Perlunya humas melek teknologi supaya tidak gagap ketika harus menghadapi keluhan atau opini buruk di internet. Jangan sampai masalah yang sederhana menjadi rumit. Pada kasus Bima Yudho Saputro soal pembangunan Lampung misalnya, alih-alih melaporkan ke Polisi, masalah bisa selesai jika menerima kritikan itu dan berjanji akan menindaklanjutinya. Contoh lain yang masalah sederhana menjadi pelik adalah ketika brand perlengkapan outdoor yakni Eiger mengkritik YouTuber Dian Widiyanarko.
Dian mengunggah teguran dari Eiger soal salah satu reviewnya yang tidak proper karena buruknya kualitas video. Langkah bad PR (public relation) itu direspons netizen dengan intens hingga akhirnya Eiger meminta maaf. Desakan itu muncul karena netizen sempat mengancam akan memboikot produk Eiger yang dianggap tidak tahu berterimakasih telah dibuatkan review baik oleh pembelinya.
Kebiasaan media massa saat ini yang kerap membuat artikel berita dari berbagai sumber termasuk mengutip media sosial, bisa memperburuk situasi jika humas tidak siap. Yang dimaksud tidak siap terkait pengetahuan bagaimana memperlakukan opini atau kritikan netizen. Humas yang gagap dengan riuhnya dunia maya bisa kagok saat hendak merespons. Jika dulu, urusan dengan media cukup mennyampaikan hak jawab atau berkomunikasi dengan satu dua orang, tidak demikian di media sosial. Humas harus siap jika pernyataannya diberondong pertanyaan atau respons negatif oleh netizen.

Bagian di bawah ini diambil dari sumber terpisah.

//! In-memory meeting service for tests and the demo.

use std::collections::BTreeMap;
use std::sync::Mutex;
use std::sync::atomic::{AtomicUsize, Ordering};

use async_trait::async_trait;

use crate::domain::{DashboardError, RemoteMeetingId};
use crate::ports::{MeetingApi, MeetingSummary};

/// Which call should fail next.
#[derive(Debug, Clone, Copy, PartialEq, Eq)]
pub enum FailOn {
    Upload,
    List,
    Description,
}

#[derive(Debug, Default)]
struct Inner {
    meetings: BTreeMap<i64, (String, String)>,
    next_id: i64,
    fail_on: Option<FailOn>,
    hide_from_list: bool,
}

/// Stores uploads in a map; the description of a meeting is its record text.
#[derive(Debug, Default)]
pub struct InMemoryMeetingApi {
    inner: Mutex<Inner>,
    uploads: AtomicUsize,
    list_calls: AtomicUsize,
    description_calls: AtomicUsize,
}

impl InMemoryMeetingApi {
    pub fn new() -> Self {
        Self::default()
    }

    /// Seeds a meeting as if it had been uploaded earlier.
    pub fn with_meeting(self, id: i64, title: &str, record: &str) -> Self {
        {
            let mut inner = self.lock();
            inner.meetings.insert(id, (title.to_string(), record.to_string()));
            inner.next_id = inner.next_id.max(id);
        }
        self
    }

    /// Makes every subsequent call of `op` fail.
    pub fn fail_on(&self, op: FailOn) {
        self.lock().fail_on = Some(op);
    }

    /// Uploads still succeed but never show up in the list.
    pub fn hide_uploads_from_list(&self) {
        self.lock().hide_from_list = true;
    }

    pub fn upload_calls(&self) -> usize {
        self.uploads.load(Ordering::SeqCst)
    }

    pub fn list_calls(&self) -> usize {
        self.list_calls.load(Ordering::SeqCst)
    }

    pub fn description_calls(&self) -> usize {
        self.description_calls.load(Ordering::SeqCst)
    }

    fn lock(&self) -> std::sync::MutexGuard<'_, Inner> {
        self.inner.lock().unwrap_or_else(|e| e.into_inner())
    }

    fn check(&self, op: FailOn) -> Result<(), DashboardError> {
        if self.lock().fail_on == Some(op) {
            return Err(DashboardError::Collaborator {
                status: Some(500),
                message: format!("{op:?} unavailable"),
            });
        }
        Ok(())
    }
}

#[async_trait]
impl MeetingApi for InMemoryMeetingApi {
    async fn upload_meeting(
        &self,
        title: &str,
        content: &str,
    ) -> Result<RemoteMeetingId, DashboardError> {
        self.uploads.fetch_add(1, Ordering::SeqCst);
        self.check(FailOn::Upload)?;
        let mut inner = self.lock();
        inner.next_id += 1;
        let id = inner.next_id;
        if !inner.hide_from_list {
            inner.meetings.insert(id, (title.to_string(), content.to_string()));
        }
        RemoteMeetingId::new(id).ok_or(DashboardError::InvalidMeetingId(id))
    }

    async fn get_meeting_list(&self) -> Result<Vec<MeetingSummary>, DashboardError> {
        self.list_calls.fetch_add(1, Ordering::SeqCst);
        self.check(FailOn::List)?;
        Ok(self
            .lock()
            .meetings
            .iter()
            .map(|(id, (title, _))| MeetingSummary {
                meeting_id: *id,
                title: title.clone(),
            })
            .collect())
    }

    async fn get_meeting_description(
        &self,
        meeting_id: RemoteMeetingId,
    ) -> Result<String, DashboardError> {
        self.description_calls.fetch_add(1, Ordering::SeqCst);
        self.check(FailOn::Description)?;
        self.lock()
            .meetings
            .get(&meeting_id.get())
            .map(|(_, record)| record.clone())
            .filter(|r| !r.trim().is_empty())
            .ok_or(DashboardError::NoData("description"))
    }
}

Perusahaan yang saat ini memiliki tim humas dari generasi baby boomers dan generasi X perlu memperhatikan ini. Sebab, kedua generasi yang termasuk dalam digital immigrant atau lahir sebelum era digital rentan gagap teknologi. Sebab, mereka sudah nyaman dengan pola-pola yang sudah dipelajari meski saat ini bisa jadi sudah tidak relevan. Meski tidak bisa diartikan kalau memperhatikan tim humas dari baby boomers dan generasi X berarti mengganti mereka.

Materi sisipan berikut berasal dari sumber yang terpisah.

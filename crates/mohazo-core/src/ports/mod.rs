//! Ports - 抽象化レイヤー
//!
//! 外部システム（会議サービス、ワークスペースツール）と
//! 実行環境（時刻、ID 生成、進捗通知）への境界を trait で定義します。

pub mod clock;
pub mod id_generator;
pub mod meeting_api;
pub mod progress;
pub mod workspace_sync;

pub use self::clock::{Clock, FixedClock, SystemClock};
pub use self::id_generator::{IdGenerator, IdGeneratorExt, UlidGenerator};
pub use self::meeting_api::{MeetingApi, MeetingSummary};
pub use self::progress::ProgressSink;
pub use self::workspace_sync::{SyncReceipt, WorkspaceSync};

Paling tidak, saat ini tim humas perlu lebih peka dengan media sosial. Kalau perlu, mereka wajib punya seluruh akun media sosial yang saat ini digandrungi, dan mengikuti berbagai akun yang berpotensi memviralkan. Selain itu, tentu saja tim humas perlu diberi pelatihan tentang menangani media sosial. Di era digital, diam ketika menghadapi permasalahan bisa menjadi hal buruk karena ibarat bola salju yang menggelinding, opini yang jelek itu akan terus membesar dan makin sulit diatasi.

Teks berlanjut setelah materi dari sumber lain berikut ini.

//! Task - 作業の最小単位
//!
//! 各 Task はちょうど 1 つの Work に属する。

use serde::{Deserialize, Serialize};

use super::category::Category;
use super::ids::{TaskId, WorkId};
use super::work::WorkStatus;

/// Task は Work と同じステータスを使う。
pub type TaskStatus = WorkStatus;

/// タスクの出どころ。
///
/// 抽出時に決まり、以後は更新されない。
#[derive(Debug, Clone, Copy, PartialEq, Eq, Hash, Serialize, Deserialize)]
#[serde(rename_all = "snake_case")]
pub enum Confidence {
    /// 会議で明示された。
    MeetingBased,
    /// 分析による推定。
    Inferred,
}

#[derive(Debug, Clone, PartialEq, Serialize, Deserialize)]
#[serde(rename_all = "camelCase")]
pub struct Task {
    pub id: TaskId,
    pub title: String,
    pub description: String,
    pub category: Category,
    pub work_id: WorkId,
    pub status: TaskStatus,
    pub confidence: Confidence,
    /// 表示用。スケジュール上の制約としては扱わない。
    #[serde(default)]
    pub dependencies: Vec<TaskId>,
    #[serde(default)]
    pub prerequisites: Vec<TaskId>,
}

impl Task {
    pub fn new(
        id: impl Into<TaskId>,
        title: impl Into<String>,
        category: Category,
        work_id: impl Into<WorkId>,
        confidence: Confidence,
    ) -> Self {
        Self {
            id: id.into(),
            title: title.into(),
            description: String::new(),
            category,
            work_id: work_id.into(),
            status: TaskStatus::NotStarted,
            confidence,
            dependencies: Vec::new(),
            prerequisites: Vec::new(),
        }
    }

    pub fn with_description(mut self, description: impl Into<String>) -> Self {
        self.description = description.into();
        self
    }

    pub fn with_status(mut self, status: TaskStatus) -> Self {
        self.status = status;
        self
    }

    pub fn with_dependencies(mut self, deps: impl IntoIterator<Item = TaskId>) -> Self {
        self.dependencies = deps.into_iter().collect();
        self
    }

    pub fn with_prerequisites(mut self, prereqs: impl IntoIterator<Item = TaskId>) -> Self {
        self.prerequisites = prereqs.into_iter().collect();
        self
    }

    /// 依存関係の表示が必要か。
    pub fn has_dependencies(&self) -> bool {
        !self.dependencies.is_empty() || !self.prerequisites.is_empty()
    }

    /// 浅いマージ。`update` に含まれるフィールドだけ変わる。
    ///
    /// `confidence` は出どころなので更新対象に含まない。
    pub fn apply(&mut self, update: TaskUpdate) {
        let TaskUpdate {
            title,
            description,
            category,
            work_id,
            status,
            dependencies,
            prerequisites,
        } = update;
        if let Some(title) = title {
            self.title = title;
        }
        if let Some(description) = description {
            self.description = description;
        }
        if let Some(category) = category {
            self.category = category;
        }
        if let Some(work_id) = work_id {
            self.work_id = work_id;
        }
        if let Some(status) = status {
            self.status = status;
        }
        if let Some(dependencies) = dependencies {
            self.dependencies = dependencies;
        }
        if let Some(prerequisites) = prerequisites {
            self.prerequisites = prerequisites;
        }
    }
}

/// Task の部分更新。
#[derive(Debug, Clone, Default, PartialEq)]
pub struct TaskUpdate {
    pub title: Option<String>,
    pub description: Option<String>,
    pub category: Option<Category>,
    /// 別の Work へ移す。移動先は存在しなければならない。
    pub work_id: Option<WorkId>,
    pub status: Option<TaskStatus>,
    pub dependencies: Option<Vec<TaskId>>,
    pub prerequisites: Option<Vec<TaskId>>,
}

impl TaskUpdate {
    pub fn status(status: TaskStatus) -> Self {
        Self {
            status: Some(status),
            ..Self::default()
        }
    }

    pub fn move_to(work_id: impl Into<WorkId>) -> Self {
        Self {
            work_id: Some(work_id.into()),
            ..Self::default()
        }
    }
}
//! mohazo-core
//!
//! Domain model and workflows of the mohazo team dashboard: meeting notes are
//! ingested into Works and Tasks, Works are assigned to members, and results
//! are synced to an external workspace.
//!
//! # モジュール構成
//! - **domain**: エンティティ、ID、状態遷移、エラー
//! - **derived**: KPI・負荷・進捗・推薦などの純粋関数
//! - **ports**: 外部との境界（MeetingApi, WorkspaceSync, ProgressSink, Clock, IdGenerator）
//! - **impls**: ports の実装（reqwest クライアント、インメモリ、進捗シンク）
//! - **app**: Dashboard コントローラとワークフロー
//! - **config**: 会議サービスのアドレス解決

pub mod app;
pub mod config;
pub mod derived;
pub mod domain;
pub mod impls;
pub mod ports;

pub use crate::app::{Dashboard, DashboardBuilder};
pub use crate::domain::{DashboardError, ErrorKind};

Apakah itu bisa dilakukan? Harusnya bisa jika ada kemauan. Terutama, kemauan dari tim humasnya. Admin Twitter @_TNIAU memberikan contoh. Meski mereka berasal dari kalangan militer yang selalu dikesankan kaku, ternyata bisa menjadi admin yang asyik. Sosok yang sampai sekarang dirahasiakan oleh TNI AU itu bisa berinteraksi dengan gaul, supel, kocak, dan fast response terhadap berbagai masalah yang melibatkan anggotanya.
Sedangkan soal standard operational procedure (SOP) untuk menangani media sosial bisa berkaca pada akun Kementerian Keuangan dan Bea Cukai. Meski masih belum sempurna, mereka bisa dengan cepat meresponse keluhan termasuk rajin menggunakan Twitter sebagai sarana untuk berinteraksi dengan stakeholdernya. Bahkan ketika ada kasus yang menjadi efek bola salju penganiayaan Mario Dandy kepada David Ozora, mereka masih bisa memberikan respons dengan baik.
Selain itu, di era yang apa-apa mudah viral ini, tim humas perlu diberi pelatihan agar lebih hati-hati dalam riding the wave atau mengikuti tren tertentu dengan harapan brand atau personal bisa ikut dikenal. Jika tidak bisa memetakan strategi, seringkali hasil dari riding the wave hanya sebatas pada meningkatnya awareness. Bagi perusahaan yang berorientasi penjualan produk tentu ini merugikan. Sebab, awareness hanya naik ketika mengikuti tren dan setelah itu turun lagi. Belum lagi jika melihat tabel penjualan, produk tidak laku.